# What you should do:
Copy out the data in full, keeping each line exactly as it reads.
┄┄┄┄┄┄┄┄┄┄
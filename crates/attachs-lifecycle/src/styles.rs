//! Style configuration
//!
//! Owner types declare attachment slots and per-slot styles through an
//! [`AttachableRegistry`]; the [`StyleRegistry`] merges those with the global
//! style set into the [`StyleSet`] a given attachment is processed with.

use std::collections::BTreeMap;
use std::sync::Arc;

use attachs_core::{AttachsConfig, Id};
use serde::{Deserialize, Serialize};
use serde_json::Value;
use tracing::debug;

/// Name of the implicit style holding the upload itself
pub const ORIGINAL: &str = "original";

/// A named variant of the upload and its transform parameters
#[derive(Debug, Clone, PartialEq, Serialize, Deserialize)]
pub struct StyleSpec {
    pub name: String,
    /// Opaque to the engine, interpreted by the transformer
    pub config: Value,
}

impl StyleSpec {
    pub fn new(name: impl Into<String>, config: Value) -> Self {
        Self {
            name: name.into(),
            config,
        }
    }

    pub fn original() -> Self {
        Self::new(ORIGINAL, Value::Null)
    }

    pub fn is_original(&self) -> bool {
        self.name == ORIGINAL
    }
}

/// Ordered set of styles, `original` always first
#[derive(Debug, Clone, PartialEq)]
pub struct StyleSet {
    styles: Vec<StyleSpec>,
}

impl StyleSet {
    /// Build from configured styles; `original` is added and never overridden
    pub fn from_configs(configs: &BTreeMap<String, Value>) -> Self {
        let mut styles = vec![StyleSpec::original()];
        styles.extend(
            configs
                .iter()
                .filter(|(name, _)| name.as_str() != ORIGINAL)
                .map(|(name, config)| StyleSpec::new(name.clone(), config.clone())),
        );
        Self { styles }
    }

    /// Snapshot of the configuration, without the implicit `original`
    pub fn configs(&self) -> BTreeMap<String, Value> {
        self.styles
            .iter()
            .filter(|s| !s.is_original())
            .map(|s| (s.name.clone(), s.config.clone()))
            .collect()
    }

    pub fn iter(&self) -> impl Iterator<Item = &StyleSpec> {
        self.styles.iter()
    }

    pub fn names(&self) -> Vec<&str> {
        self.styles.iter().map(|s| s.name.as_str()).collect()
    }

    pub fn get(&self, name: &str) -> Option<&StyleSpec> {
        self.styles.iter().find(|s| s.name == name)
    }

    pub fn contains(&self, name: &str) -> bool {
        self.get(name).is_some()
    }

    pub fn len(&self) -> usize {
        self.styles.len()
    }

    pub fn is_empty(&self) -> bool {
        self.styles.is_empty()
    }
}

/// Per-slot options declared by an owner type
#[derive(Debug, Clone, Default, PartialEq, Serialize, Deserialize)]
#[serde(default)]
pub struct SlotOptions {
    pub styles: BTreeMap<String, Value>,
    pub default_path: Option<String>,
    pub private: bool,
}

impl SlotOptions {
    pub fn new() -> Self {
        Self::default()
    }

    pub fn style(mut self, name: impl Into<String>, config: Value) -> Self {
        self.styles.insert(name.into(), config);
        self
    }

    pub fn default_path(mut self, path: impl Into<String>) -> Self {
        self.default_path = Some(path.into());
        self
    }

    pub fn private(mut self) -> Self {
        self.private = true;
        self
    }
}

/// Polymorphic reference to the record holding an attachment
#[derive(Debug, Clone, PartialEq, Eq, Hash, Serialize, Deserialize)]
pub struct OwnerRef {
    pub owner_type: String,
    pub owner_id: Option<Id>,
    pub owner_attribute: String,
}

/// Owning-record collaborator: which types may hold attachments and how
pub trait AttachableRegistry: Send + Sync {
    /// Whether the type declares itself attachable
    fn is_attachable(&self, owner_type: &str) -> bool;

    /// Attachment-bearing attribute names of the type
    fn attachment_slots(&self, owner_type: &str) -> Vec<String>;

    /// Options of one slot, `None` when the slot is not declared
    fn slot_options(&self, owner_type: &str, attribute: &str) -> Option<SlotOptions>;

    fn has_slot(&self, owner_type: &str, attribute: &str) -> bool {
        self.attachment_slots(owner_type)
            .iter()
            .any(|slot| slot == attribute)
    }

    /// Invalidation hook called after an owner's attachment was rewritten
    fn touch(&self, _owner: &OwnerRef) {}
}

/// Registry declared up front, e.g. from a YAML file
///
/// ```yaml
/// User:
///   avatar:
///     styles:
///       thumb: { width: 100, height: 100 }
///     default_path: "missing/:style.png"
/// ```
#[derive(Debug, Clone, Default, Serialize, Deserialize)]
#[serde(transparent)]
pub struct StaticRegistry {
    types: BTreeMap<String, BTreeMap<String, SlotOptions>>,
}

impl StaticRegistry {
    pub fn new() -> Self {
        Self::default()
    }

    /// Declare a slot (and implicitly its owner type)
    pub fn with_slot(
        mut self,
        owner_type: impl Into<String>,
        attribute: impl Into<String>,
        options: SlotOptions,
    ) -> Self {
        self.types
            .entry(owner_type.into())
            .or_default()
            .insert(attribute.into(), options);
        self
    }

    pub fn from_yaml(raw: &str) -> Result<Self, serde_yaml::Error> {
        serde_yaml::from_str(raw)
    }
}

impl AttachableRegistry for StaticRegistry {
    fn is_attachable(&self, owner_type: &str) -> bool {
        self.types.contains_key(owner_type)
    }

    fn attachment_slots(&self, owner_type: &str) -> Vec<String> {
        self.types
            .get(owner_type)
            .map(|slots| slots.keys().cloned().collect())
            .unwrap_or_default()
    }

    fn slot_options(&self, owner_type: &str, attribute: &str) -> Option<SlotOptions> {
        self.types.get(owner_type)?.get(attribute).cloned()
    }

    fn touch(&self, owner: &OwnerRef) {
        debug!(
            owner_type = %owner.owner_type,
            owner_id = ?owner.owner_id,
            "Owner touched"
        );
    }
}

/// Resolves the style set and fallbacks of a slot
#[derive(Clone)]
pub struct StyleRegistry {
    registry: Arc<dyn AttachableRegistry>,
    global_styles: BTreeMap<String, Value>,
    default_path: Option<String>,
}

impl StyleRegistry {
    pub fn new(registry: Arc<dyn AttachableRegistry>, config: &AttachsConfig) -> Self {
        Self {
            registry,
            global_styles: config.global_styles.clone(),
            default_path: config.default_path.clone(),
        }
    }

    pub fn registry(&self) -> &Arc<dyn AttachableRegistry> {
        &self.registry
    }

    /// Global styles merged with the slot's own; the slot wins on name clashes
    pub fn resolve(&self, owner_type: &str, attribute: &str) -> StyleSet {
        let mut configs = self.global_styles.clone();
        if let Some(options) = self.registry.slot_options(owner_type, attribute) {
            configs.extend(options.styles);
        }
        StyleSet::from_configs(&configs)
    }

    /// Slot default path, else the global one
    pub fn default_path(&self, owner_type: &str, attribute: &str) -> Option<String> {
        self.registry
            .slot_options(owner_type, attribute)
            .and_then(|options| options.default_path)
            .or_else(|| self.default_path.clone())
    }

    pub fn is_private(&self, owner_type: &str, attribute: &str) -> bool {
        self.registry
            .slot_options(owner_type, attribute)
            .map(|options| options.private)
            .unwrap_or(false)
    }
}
┄┄┄┄┄┄┄┄┄┄
# Answer area:
filename crates/attachs-lifecycle/src/styles.rs
//! Style configuration
//!
//! Owner types declare attachment slots and per-slot styles through an
//! [`AttachableRegistry`]; the [`StyleRegistry`] merges those with the global
//! style set into the [`StyleSet`] a given attachment is processed with.

use std::collections::BTreeMap;
use std::sync::Arc;

use attachs_core::{AttachsConfig, Id};
use serde::{Deserialize, Serialize};
use serde_json::Value;
use tracing::debug;

/// Name of the implicit style holding the upload itself
pub const ORIGINAL: &str = "original";

/// A named variant of the upload and its transform parameters
#[derive(Debug, Clone, PartialEq, Serialize, Deserialize)]
pub struct StyleSpec {
    pub name: String,
    /// Opaque to the engine, interpreted by the transformer
    pub config: Value,
}

impl StyleSpec {
    pub fn new(name: impl Into<String>, config: Value) -> Self {
        Self {
            name: name.into(),
            config,
        }
    }

    pub fn original() -> Self {
        Self::new(ORIGINAL, Value::Null)
    }

    pub fn is_original(&self) -> bool {
        self.name == ORIGINAL
    }
}

/// Ordered set of styles, `original` always first
#[derive(Debug, Clone, PartialEq)]
pub struct StyleSet {
    styles: Vec<StyleSpec>,
}

impl StyleSet {
    /// Build from configured styles; `original` is added and never overridden
    pub fn from_configs(configs: &BTreeMap<String, Value>) -> Self {
        let mut styles = vec![StyleSpec::original()];
        styles.extend(
            configs
                .iter()
                .filter(|(name, _)| name.as_str() != ORIGINAL)
                .map(|(name, config)| StyleSpec::new(name.clone(), config.clone())),
        );
        Self { styles }
    }

    /// Snapshot of the configuration, without the implicit `original`
    pub fn configs(&self) -> BTreeMap<String, Value> {
        self.styles
            .iter()
            .filter(|s| !s.is_original())
            .map(|s| (s.name.clone(), s.config.clone()))
            .collect()
    }

    pub fn iter(&self) -> impl Iterator<Item = &StyleSpec> {
        self.styles.iter()
    }

    pub fn names(&self) -> Vec<&str> {
        self.styles.iter().map(|s| s.name.as_str()).collect()
    }

    pub fn get(&self, name: &str) -> Option<&StyleSpec> {
        self.styles.iter().find(|s| s.name == name)
    }

    pub fn contains(&self, name: &str) -> bool {
        self.get(name).is_some()
    }

    pub fn len(&self) -> usize {
        self.styles.len()
    }

    pub fn is_empty(&self) -> bool {
        self.styles.is_empty()
    }
}

/// Per-slot options declared by an owner type
#[derive(Debug, Clone, Default, PartialEq, Serialize, Deserialize)]
#[serde(default)]
pub struct SlotOptions {
    pub styles: BTreeMap<String, Value>,
    pub default_path: Option<String>,
    pub private: bool,
}

impl SlotOptions {
    pub fn new() -> Self {
        Self::default()
    }

    pub fn style(mut self, name: impl Into<String>, config: Value) -> Self {
        self.styles.insert(name.into(), config);
        self
    }

    pub fn default_path(mut self, path: impl Into<String>) -> Self {
        self.default_path = Some(path.into());
        self
    }

    pub fn private(mut self) -> Self {
        self.private = true;
        self
    }
}

/// Polymorphic reference to the record holding an attachment
#[derive(Debug, Clone, PartialEq, Eq, Hash, Serialize, Deserialize)]
pub struct OwnerRef {
    pub owner_type: String,
    pub owner_id: Option<Id>,
    pub owner_attribute: String,
}

/// Owning-record collaborator: which types may hold attachments and how
pub trait AttachableRegistry: Send + Sync {
    /// Whether the type declares itself attachable
    fn is_attachable(&self, owner_type: &str) -> bool;

    /// Attachment-bearing attribute names of the type
    fn attachment_slots(&self, owner_type: &str) -> Vec<String>;

    /// Options of one slot, `None` when the slot is not declared
    fn slot_options(&self, owner_type: &str, attribute: &str) -> Option<SlotOptions>;

    fn has_slot(&self, owner_type: &str, attribute: &str) -> bool {
        self.attachment_slots(owner_type)
            .iter()
            .any(|slot| slot == attribute)
    }

    /// Invalidation hook called after an owner's attachment was rewritten
    fn touch(&self, _owner: &OwnerRef) {}
}

/// Registry declared up front, e.g. from a YAML file
///
/// ```yaml
/// User:
///   avatar:
///     styles:
///       thumb: { width: 100, height: 100 }
///     default_path: "missing/:style.png"
/// ```
#[derive(Debug, Clone, Default, Serialize, Deserialize)]
#[serde(transparent)]
pub struct StaticRegistry {
    types: BTreeMap<String, BTreeMap<String, SlotOptions>>,
}

impl StaticRegistry {
    pub fn new() -> Self {
        Self::default()
    }

    /// Declare a slot (and implicitly its owner type)
    pub fn with_slot(
        mut self,
        owner_type: impl Into<String>,
        attribute: impl Into<String>,
        options: SlotOptions,
    ) -> Self {
        self.types
            .entry(owner_type.into())
            .or_default()
            .insert(attribute.into(), options);
        self
    }

    pub fn from_yaml(raw: &str) -> Result<Self, serde_yaml::Error> {
        serde_yaml::from_str(raw)
    }
}

impl AttachableRegistry for StaticRegistry {
    fn is_attachable(&self, owner_type: &str) -> bool {
        self.types.contains_key(owner_type)
    }

    fn attachment_slots(&self, owner_type: &str) -> Vec<String> {
        self.types
            .get(owner_type)
            .map(|slots| slots.keys().cloned().collect())
            .unwrap_or_default()
    }

    fn slot_options(&self, owner_type: &str, attribute: &str) -> Option<SlotOptions> {
        self.types.get(owner_type)?.get(attribute).cloned()
    }

    fn touch(&self, owner: &OwnerRef) {
        debug!(
            owner_type = %owner.owner_type,
            owner_id = ?owner.owner_id,
            "Owner touched"
        );
    }
}

/// Resolves the style set and fallbacks of a slot
#[derive(Clone)]
pub struct StyleRegistry {
    registry: Arc<dyn AttachableRegistry>,
    global_styles: BTreeMap<String, Value>,
    default_path: Option<String>,
}

impl StyleRegistry {
    pub fn new(registry: Arc<dyn AttachableRegistry>, config: &AttachsConfig) -> Self {
        Self {
            registry,
            global_styles: config.global_styles.clone(),
            default_path: config.default_path.clone(),
        }
    }

    pub fn registry(&self) -> &Arc<dyn AttachableRegistry> {
        &self.registry
    }

    /// Global styles merged with the slot's own; the slot wins on name clashes
    pub fn resolve(&self, owner_type: &str, attribute: &str) -> StyleSet {
        let mut configs = self.global_styles.clone();
        if let Some(options) = self.registry.slot_options(owner_type, attribute) {
            configs.extend(options.styles);
        }
        StyleSet::from_configs(&configs)
    }

    /// Slot default path, else the global one
    pub fn default_path(&self, owner_type: &str, attribute: &str) -> Option<String> {
        self.registry
            .slot_options(owner_type, attribute)
            .and_then(|options| options.default_path)
            .or_else(|| self.default_path.clone())
    }

    pub fn is_private(&self, owner_type: &str, attribute: &str) -> bool {
        self.registry
            .slot_options(owner_type, attribute)
            .map(|options| options.private)
            .unwrap_or(false)
    }
}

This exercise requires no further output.